- Task to complete
Only the lines from the one containing "pub mod config;" through the end of the material are to be echoed, each exactly as it appears.
►
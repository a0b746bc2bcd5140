//! Workout, weight and nutrition tracking for individuals and gym groups.

pub mod app;
pub mod auth;
pub mod catalog;
pub mod config;
pub mod days;
pub mod db;
pub mod error;
pub mod extract;
pub mod groups;
pub mod memory;
pub mod nutrition;
pub mod paging;
pub mod profile;
pub mod scope;
pub mod state;
pub mod weight;
pub mod workouts;

#[cfg(test)]
mod tests;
◄
- Task result
pub mod config;
pub mod days;
pub mod db;
pub mod error;
pub mod extract;
pub mod groups;
pub mod memory;
pub mod nutrition;
pub mod paging;
pub mod profile;
pub mod scope;
pub mod state;
pub mod weight;
pub mod workouts;

#[cfg(test)]
mod tests;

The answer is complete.